<<<<
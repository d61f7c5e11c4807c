//! Filesystem storage for recorded games and penalties.
//!
//! Records live under the data directory as JSON Lines files:
//! - `games.jsonl`: match records
//! - `penalties.jsonl`: penalty records

pub mod jsonl;

pub use jsonl::*;

use std::path::PathBuf;
use thiserror::Error;

/// Errors that can occur during storage operations.
#[derive(Debug, Error)]
pub enum StorageError {
    #[error("IO error: {0}")]
    Io(#[from] std::io::Error),

    #[error("JSON serialization error: {0}")]
    Json(#[from] serde_json::Error),
}

/// Configuration for storage paths.
#[derive(Debug, Clone)]
pub struct StorageConfig {
    pub data_dir: PathBuf,
}

impl StorageConfig {
    pub fn new(data_dir: PathBuf) -> Self {
        Self { data_dir }
    }

    pub fn path_for(&self, collection: Collection) -> PathBuf {
        self.data_dir.join(collection.filename())
    }

    pub fn games_path(&self) -> PathBuf {
        self.path_for(Collection::Games)
    }

    pub fn penalties_path(&self) -> PathBuf {
        self.path_for(Collection::Penalties)
    }
}

impl Default for StorageConfig {
    fn default() -> Self {
        Self::new(PathBuf::from("./data"))
    }
}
>>>>
● **Instructions to follow**: So that nothing is lost, please reproduce each entry exactly as written.

● **Exercise response**:
repository d61f7c5e11c4807c
//! Filesystem storage for recorded games and penalties.
//!
//! Records live under the data directory as JSON Lines files:
//! - `games.jsonl`: match records
//! - `penalties.jsonl`: penalty records

pub mod jsonl;

pub use jsonl::*;

use std::path::PathBuf;
use thiserror::Error;

/// Errors that can occur during storage operations.
#[derive(Debug, Error)]
pub enum StorageError {
    #[error("IO error: {0}")]
    Io(#[from] std::io::Error),

    #[error("JSON serialization error: {0}")]
    Json(#[from] serde_json::Error),
}

/// Configuration for storage paths.
#[derive(Debug, Clone)]
pub struct StorageConfig {
    pub data_dir: PathBuf,
}

impl StorageConfig {
    pub fn new(data_dir: PathBuf) -> Self {
        Self { data_dir }
    }

    pub fn path_for(&self, collection: Collection) -> PathBuf {
        self.data_dir.join(collection.filename())
    }

    pub fn games_path(&self) -> PathBuf {
        self.path_for(Collection::Games)
    }

    pub fn penalties_path(&self) -> PathBuf {
        self.path_for(Collection::Penalties)
    }
}

impl Default for StorageConfig {
    fn default() -> Self {
        Self::new(PathBuf::from("./data"))
    }
}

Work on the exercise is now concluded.